New Show Spotlight: Pizza Quest
This week we're featuring an episode of HRN's newest series: Pizza Quest. Before the episode, Kat Johnson speaks with Jeff Michael and Peter Reinhart about the formation of Pizza Quest, the stories they are trying to tell, and how this particular project was born out of quarantine last year.
Pizza Quest is certainly about pizza, but it’s so much more! It’s an engaging celebration of artisanship in all its shapes and forms. In this episode, Peter interviews Chris Bianco. Chris is rightfully acclaimed as the poster boy of the artisan pizza movement. Not only is he an important and unfiltered thought leader in the realm of sustainability and right action, but his pizzas represent the benchmark to which all others aspire. Today we take a deep dive into the mind and heart of Chris Bianco of Pizzeria and Pane Bianco.
Subscribe to Pizza Quest episodes as they launch!
Bug Out: Cicada Chaos and Radioactive Honey
We might think of insects as pests, annoying little creatures that enter our homes uninvited, that buzz incessantly and bite us without cause. But insects make the world go round. They can be found in nearly every environment, and it’s estimated that over 90% of the animal life forms on Earth are insects. The balance of the natural world depends on them.
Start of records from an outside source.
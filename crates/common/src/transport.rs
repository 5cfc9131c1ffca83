use types::address::CalAddress;

/// An outbound iMIP delivery: a `METHOD:REQUEST`/`REPLY`/`CANCEL` etc.
/// wrapped for SMTP per RFC 6047, built by C6 and handed to whatever
/// actually talks SMTP (out of scope here).
#[derive(Debug, Clone)]
pub struct ImipMessage {
    pub from: CalAddress,
    pub to: CalAddress,
    /// `Subject:` line — summarizes the method and the event's `SUMMARY`.
    pub subject: String,
    /// Serialized `text/calendar` body.
    pub ical: String,
    /// `method` parameter on the `text/calendar` Content-Type, e.g. `"REQUEST"`.
    pub method: &'static str,
}

#[async_trait::async_trait]
pub trait ImipTransport: Send + Sync {
    async fn send(&self, message: ImipMessage) -> trc::Result<()>;
}

/// An outbound iSchedule POST to a peer deployment's
/// `.well-known/ischedule` endpoint (RFC 6638 Appendix C).
#[derive(Debug, Clone)]
pub struct IScheduleRequest {
    pub originator: CalAddress,
    pub recipients: Vec<CalAddress>,
    pub ical: String,
}

#[derive(Debug, Clone)]
pub struct IScheduleResponseItem {
    pub recipient: CalAddress,
    pub request_status: String,
    pub calendar_data: Option<String>,
}

#[async_trait::async_trait]
pub trait IScheduleTransport: Send + Sync {
    /// POSTs `request` to `base_url`, following at most one redirect per
    /// RFC 6638 Appendix C.2.1, and returns the parsed per-recipient
    /// `schedule-response`.
    async fn post(
        &self,
        base_url: &str,
        request: IScheduleRequest,
    ) -> trc::Result<Vec<IScheduleResponseItem>>;
}

/// The DKIM canonicalization/signing contract an outbound iSchedule request
/// is signed with (RFC 6376 relaxed/relaxed, SHA-256). Key management and
/// the actual cryptography are out of scope; this is the seam C6 calls
/// through to get a `DKIM-Signature` header value.
pub trait DkimSigner: Send + Sync {
    fn sign(&self, selector: &str, domain: &str, body: &[u8]) -> trc::Result<String>;
}

#[cfg(any(test, feature = "test_mode"))]
pub mod test_support {
    use super::*;
    use tokio::sync::Mutex;

    #[derive(Default)]
    pub struct FakeImipTransport {
        pub sent: Mutex<Vec<ImipMessage>>,
        pub fail: bool,
    }

    #[async_trait::async_trait]
    impl ImipTransport for FakeImipTransport {
        async fn send(&self, message: ImipMessage) -> trc::Result<()> {
            if self.fail {
                return Err(trc::Error::new(trc::CalendarEvent::DeliveryFailed)
                    .details("fake transport configured to fail")
                    .caused_by(trc::location!()));
            }
            self.sent.lock().await.push(message);
            Ok(())
        }
    }

    #[derive(Default)]
    pub struct FakeIScheduleTransport {
        pub responses: Mutex<Vec<IScheduleResponseItem>>,
    }

    #[async_trait::async_trait]
    impl IScheduleTransport for FakeIScheduleTransport {
        async fn post(
            &self,
            _base_url: &str,
            request: IScheduleRequest,
        ) -> trc::Result<Vec<IScheduleResponseItem>> {
            Ok(request
                .recipients
                .into_iter()
                .map(|recipient| IScheduleResponseItem {
                    recipient,
                    request_status: "2.0;Success".to_string(),
                    calendar_data: None,
                })
                .collect())
        }
    }

    pub struct FakeDkimSigner;

    impl DkimSigner for FakeDkimSigner {
        fn sign(&self, selector: &str, domain: &str, _body: &[u8]) -> trc::Result<String> {
            Ok(format!("v=1; a=rsa-sha256; d={domain}; s={selector}; b=fake"))
        }
    }
}
use std::fmt::{self, Display};

use types::address::CalAddress;

use crate::schema::Href;

/// Body of an iSchedule/iMIP-free-busy POST response, or of a
/// `CALDAV:schedule-response` returned from a `POST` against a scheduling
/// Outbox (RFC 6638 §3.2.1, Appendix C.2).
#[derive(Debug, Clone, PartialEq, Eq)]
pub struct ScheduleResponse {
    pub items: Vec<ScheduleResponseItem>,
}

/// One recipient's outcome within a `ScheduleResponse`.
#[derive(Debug, Clone, PartialEq, Eq)]
pub struct ScheduleResponseItem {
    pub recipient: CalAddress,
    /// The `REQUEST-STATUS` text, e.g. `"2.0;Success"` or `"3.7;No user"`.
    pub request_status: String,
    /// Present for a free-busy reply: the computed `VFREEBUSY` text.
    pub calendar_data: Option<String>,
}

impl Display for ScheduleResponseItem {
    fn fmt(&self, f: &mut fmt::Formatter<'_>) -> fmt::Result {
        use crate::responses::{XmlCdataEscape, XmlEscape};

        write!(f, "<B:response>")?;
        write!(
            f,
            "<B:recipient>{}</B:recipient>",
            Href(self.recipient.to_string())
        )?;

        write!(f, "<B:request-status>")?;
        self.request_status.write_escaped_to(f)?;
        write!(f, "</B:request-status>")?;

        if let Some(calendar_data) = &self.calendar_data {
            write!(f, "<B:calendar-data>")?;
            calendar_data.write_cdata_escaped_to(f)?;
            write!(f, "</B:calendar-data>")?;
        }
        write!(f, "</B:response>")
    }
}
This week, we’re putting insects front and center. We unpack the mysterious patterns of cicadas in the US, investigate the presence of radioactive isotopes in bees, meet a self-professed edible insect ambassador, and do some insect cooking of our own.
Much Ado About Organics
It’s bought, it’s sold, it’s debated. But what is organic food? This week on Meat and Three, we travel into the world of organics. In the land we now refer to as the “United States,” indigenous communities have been growing their food “organically” for centuries. But “organic food” in the U.S. is now tied to a slew of technical regulations required for certification. The United States Department of Agriculture defines organic food as food produced without the use of antibiotics, pesticides, growth hormones, synthetic fertilizers, bioengineering, or ionizing radiation. This is why organic food can be more costly than food produced with polluting chemicals.
When the organic food movement went mainstream in the United States in the 1970s, it wasn’t just about compiling a list of regulations. Its roots dug deep into efforts to protect human health and the environment. Our stories this week explore the meaning of “organic.” We start off with an organic food 101. Then we report on how corporations in the United States have influenced the movement and we hear from the Gorzynski family about why they penned themselves as ornery instead of organic. In our final segment, we bring you a story on how the ties between white supremacy and organic food challenged a farmer’s market to its core.
The Flavor of Memory
In celebration of Asian American and Pacific Islander Heritage Month, we dedicate our episode to memory and how it has shaped AAPI food experiences. Many of us have probably eaten meals where long after the plate has been cleared, the taste still lingers in our mind. But we don’t just remember food — food can spark and capture memory as well. For those who have immigrated across countries, food can act as a vessel through which the flavors and stories of their past live on.
Today, our episode explores how the smell, taste, or story behind dishes can inspire art, preserve heritage and forge connections across cultures and continents. First, we visit a family in the Bay Area to learn about how food has evoked nostalgia for them after immigrating from China. Next, we hear from an educational organization based in O’ahu about their mission of promoting environmental preservation. We then head to the backstage of a one-woman play, where we talk to the playwright about her relationship to food as an Indian-American. Finally, we flip through the pages of diasporic Vietnamese cookbooks to discover the narratives embedded within.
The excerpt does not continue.